The task: Should a line below contain the word "trace", report it.
▽
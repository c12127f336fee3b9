//! Listeners: a matcher, options and a callback evaluated per inbound message.

use std::{
    fmt,
    future::Future,
    panic::{self, AssertUnwindSafe},
    sync::Arc,
};

use {
    async_trait::async_trait,
    futures::FutureExt,
    regex::{Captures, Regex},
    serde::{Deserialize, Serialize},
    serde_json::{Map, Value},
    tracing::{debug, trace},
};

#[cfg(feature = "metrics")]
use herald_metrics::{counter, labels, listeners as listener_metrics};

use crate::{
    context::ListenerContext,
    error::{Error, Result},
    message::Message,
    pipeline::{Execution, Pipeline},
    response::Response,
    robot::Robot,
};

/// The result of a successful match.
///
/// For text listeners these are the capture groups, index 0 being the whole
/// match. Custom matchers may return an empty match.
#[derive(Debug, Clone, Default, PartialEq, Eq)]
pub struct Match {
    groups: Vec<Option<String>>,
}

impl Match {
    pub fn new() -> Self {
        Self::default()
    }

    pub fn from_groups<I, S>(groups: I) -> Self
    where
        I: IntoIterator<Item = Option<S>>,
        S: Into<String>,
    {
        Self {
            groups: groups.into_iter().map(|g| g.map(Into::into)).collect(),
        }
    }

    pub fn from_captures(captures: &Captures<'_>) -> Self {
        Self {
            groups: captures
                .iter()
                .map(|group| group.map(|m| m.as_str().to_string()))
                .collect(),
        }
    }

    /// Group `index`, or `None` when it does not exist or did not participate.
    pub fn get(&self, index: usize) -> Option<&str> {
        self.groups.get(index)?.as_deref()
    }

    pub fn len(&self) -> usize {
        self.groups.len()
    }

    pub fn is_empty(&self) -> bool {
        self.groups.is_empty()
    }

    pub fn iter(&self) -> impl Iterator<Item = Option<&str>> {
        self.groups.iter().map(Option::as_deref)
    }
}

/// Decides whether a listener wants a message.
pub trait Matcher: Send + Sync {
    fn matches(&self, message: &Message) -> Option<Match>;
}

impl<F> Matcher for F
where
    F: Fn(&Message) -> Option<Match> + Send + Sync,
{
    fn matches(&self, message: &Message) -> Option<Match> {
        self(message)
    }
}

/// Matches the text of [`Message::Text`] against a regex.
///
/// Every other variant, catch-alls included, never matches.
#[derive(Debug, Clone)]
pub struct TextMatcher {
    regex: Regex,
}

impl TextMatcher {
    pub fn new(regex: Regex) -> Self {
        Self { regex }
    }

    pub fn parse(pattern: &str) -> Result<Self> {
        Regex::new(pattern)
            .map(Self::new)
            .map_err(|e| Error::invalid_pattern(pattern, e))
    }

    pub fn regex(&self) -> &Regex {
        &self.regex
    }
}

impl Matcher for TextMatcher {
    fn matches(&self, message: &Message) -> Option<Match> {
        message.as_text()?.match_pattern(&self.regex)
    }
}

/// A listener callback.
#[async_trait]
pub trait Handler: Send + Sync {
    async fn call(&self, response: Response) -> anyhow::Result<()>;
}

/// Wraps a synchronous closure as a [`Handler`].
pub struct HandlerFn<F>(F);

pub fn handler_fn<F>(f: F) -> HandlerFn<F>
where
    F: Fn(Response) -> anyhow::Result<()> + Send + Sync,
{
    HandlerFn(f)
}

#[async_trait]
impl<F> Handler for HandlerFn<F>
where
    F: Fn(Response) -> anyhow::Result<()> + Send + Sync,
{
    async fn call(&self, response: Response) -> anyhow::Result<()> {
        (self.0)(response)
    }
}

/// Wraps a closure returning a future as a [`Handler`].
pub struct AsyncHandlerFn<F>(F);

pub fn async_handler_fn<F, Fut>(f: F) -> AsyncHandlerFn<F>
where
    F: Fn(Response) -> Fut + Send + Sync,
    Fut: Future<Output = anyhow::Result<()>> + Send + 'static,
{
    AsyncHandlerFn(f)
}

#[async_trait]
impl<F, Fut> Handler for AsyncHandlerFn<F>
where
    F: Fn(Response) -> Fut + Send + Sync,
    Fut: Future<Output = anyhow::Result<()>> + Send + 'static,
{
    async fn call(&self, response: Response) -> anyhow::Result<()> {
        (self.0)(response).await
    }
}

/// Listener metadata. `id` is always present, possibly `None`; anything else
/// is free-form and visible to listener middleware.
#[derive(Debug, Clone, Default, PartialEq, Serialize, Deserialize)]
pub struct ListenerOptions {
    #[serde(default)]
    pub id: Option<String>,
    #[serde(flatten)]
    pub extra: Map<String, Value>,
}

impl ListenerOptions {
    pub fn with_id(id: impl Into<String>) -> Self {
        Self {
            id: Some(id.into()),
            ..Self::default()
        }
    }

    #[must_use]
    pub fn with_field(mut self, key: impl Into<String>, value: impl Into<Value>) -> Self {
        self.extra.insert(key.into(), value.into());
        self
    }

    pub fn get(&self, key: &str) -> Option<&Value> {
        self.extra.get(key)
    }
}

/// A registered `{matcher, options, callback}` triple. Immutable once built.
pub struct Listener {
    matcher: Box<dyn Matcher>,
    options: ListenerOptions,
    callback: Box<dyn Handler>,
}

impl Listener {
    pub fn new(
        matcher: impl Matcher + 'static,
        options: ListenerOptions,
        callback: impl Handler + 'static,
    ) -> Self {
        Self::from_parts(Box::new(matcher), options, Box::new(callback))
    }

    pub(crate) fn from_parts(
        matcher: Box<dyn Matcher>,
        options: ListenerOptions,
        callback: Box<dyn Handler>,
    ) -> Self {
        Self {
            matcher,
            options,
            callback,
        }
    }

    /// A listener over text messages.
    pub fn text(regex: Regex, options: ListenerOptions, callback: impl Handler + 'static) -> Self {
        Self::new(TextMatcher::new(regex), options, callback)
    }

    pub fn builder() -> ListenerBuilder {
        ListenerBuilder::default()
    }

    pub fn id(&self) -> Option<&str> {
        self.options.id.as_deref()
    }

    pub fn options(&self) -> &ListenerOptions {
        &self.options
    }

    /// Evaluate the matcher alone.
    pub fn matches(&self, message: &Message) -> Option<Match> {
        self.matcher.matches(message)
    }

    fn label(&self) -> &str {
        self.id().unwrap_or("<anonymous>")
    }

    /// Try this listener against `message`.
    ///
    /// Returns whether the listener executed: `false` when the matcher
    /// declined (or panicked), `true` once the listener middleware was
    /// entered, whether or not the middleware or the callback then failed.
    /// Always resolves on a later scheduler turn.
    pub async fn call(
        self: &Arc<Self>,
        message: &Message,
        middleware: &Pipeline<ListenerContext>,
        robot: &Robot,
    ) -> bool {
        let matched = match panic::catch_unwind(AssertUnwindSafe(|| self.matcher.matches(message)))
        {
            Ok(matched) => matched,
            Err(payload) => {
                let err = Error::panicked(format!("listener {} matcher", self.label()), payload);
                robot.report_error(&err, &Response::new(robot.clone(), message.clone(), None));
                return false;
            },
        };

        let Some(matched) = matched else {
            trace!(listener = self.label(), kind = message.kind(), "listener did not match");
            tokio::task::yield_now().await;
            return false;
        };

        debug!(listener = self.label(), kind = message.kind(), "listener matched");
        let mut ctx = ListenerContext {
            listener: Arc::clone(self),
            response: Response::new(robot.clone(), message.clone(), Some(matched)),
        };

        match middleware.execute(&mut ctx).await {
            Execution::Complete(unwind) => {
                self.invoke(ctx.response.clone(), robot).await;
                unwind.run(&mut ctx);
            },
            Execution::Halted => {
                debug!(listener = self.label(), "listener middleware halted");
            },
            Execution::Failed(err) => robot.report_error(&err, &ctx.response),
        }

        #[cfg(feature = "metrics")]
        counter!(
            listener_metrics::EXECUTED_TOTAL,
            labels::LISTENER => self.label().to_string()
        )
        .increment(1);

        tokio::task::yield_now().await;
        true
    }

    /// Run the callback, reporting errors and panics instead of propagating.
    async fn invoke(&self, response: Response, robot: &Robot) {
        let outcome = AssertUnwindSafe(self.callback.call(response.clone()))
            .catch_unwind()
            .await;
        let err = match outcome {
            Ok(Ok(())) => return,
            Ok(Err(e)) => Error::listener_callback(self.options.id.clone(), e),
            Err(payload) => {
                Error::panicked(format!("listener {} callback", self.label()), payload)
            },
        };

        #[cfg(feature = "metrics")]
        counter!(
            listener_metrics::ERRORS_TOTAL,
            labels::LISTENER => self.label().to_string()
        )
        .increment(1);

        robot.report_error(&err, &response);
    }
}

impl fmt::Debug for Listener {
    fn fmt(&self, f: &mut fmt::Formatter<'_>) -> fmt::Result {
        f.debug_struct("Listener")
            .field("options", &self.options)
            .finish_non_exhaustive()
    }
}

/// Assembles a [`Listener`] from parts that may be supplied in any order.
#[derive(Default)]
pub struct ListenerBuilder {
    matcher: Option<Box<dyn Matcher>>,
    options: ListenerOptions,
    callback: Option<Box<dyn Handler>>,
}

impl ListenerBuilder {
    #[must_use]
    pub fn matcher(mut self, matcher: impl Matcher + 'static) -> Self {
        self.matcher = Some(Box::new(matcher));
        self
    }

    /// Use a text matcher compiled from `pattern`.
    pub fn pattern(self, pattern: &str) -> Result<Self> {
        Ok(self.matcher(TextMatcher::parse(pattern)?))
    }

    #[must_use]
    pub fn options(mut self, options: ListenerOptions) -> Self {
        self.options = options;
        self
    }

    #[must_use]
    pub fn id(mut self, id: impl Into<String>) -> Self {
        self.options.id = Some(id.into());
        self
    }

    #[must_use]
    pub fn callback(mut self, callback: impl Handler + 'static) -> Self {
        self.callback = Some(Box::new(callback));
        self
    }

    pub fn build(self) -> Result<Listener> {
        let matcher = self
            .matcher
            .ok_or_else(|| Error::configuration("listener is missing a matcher"))?;
        let callback = self
            .callback
            .ok_or_else(|| Error::configuration("listener is missing a callback"))?;
        Ok(Listener::from_parts(matcher, self.options, callback))
    }
}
△
Answer below:
    tracing::{debug, trace},
            trace!(listener = self.label(), kind = message.kind(), "listener did not match");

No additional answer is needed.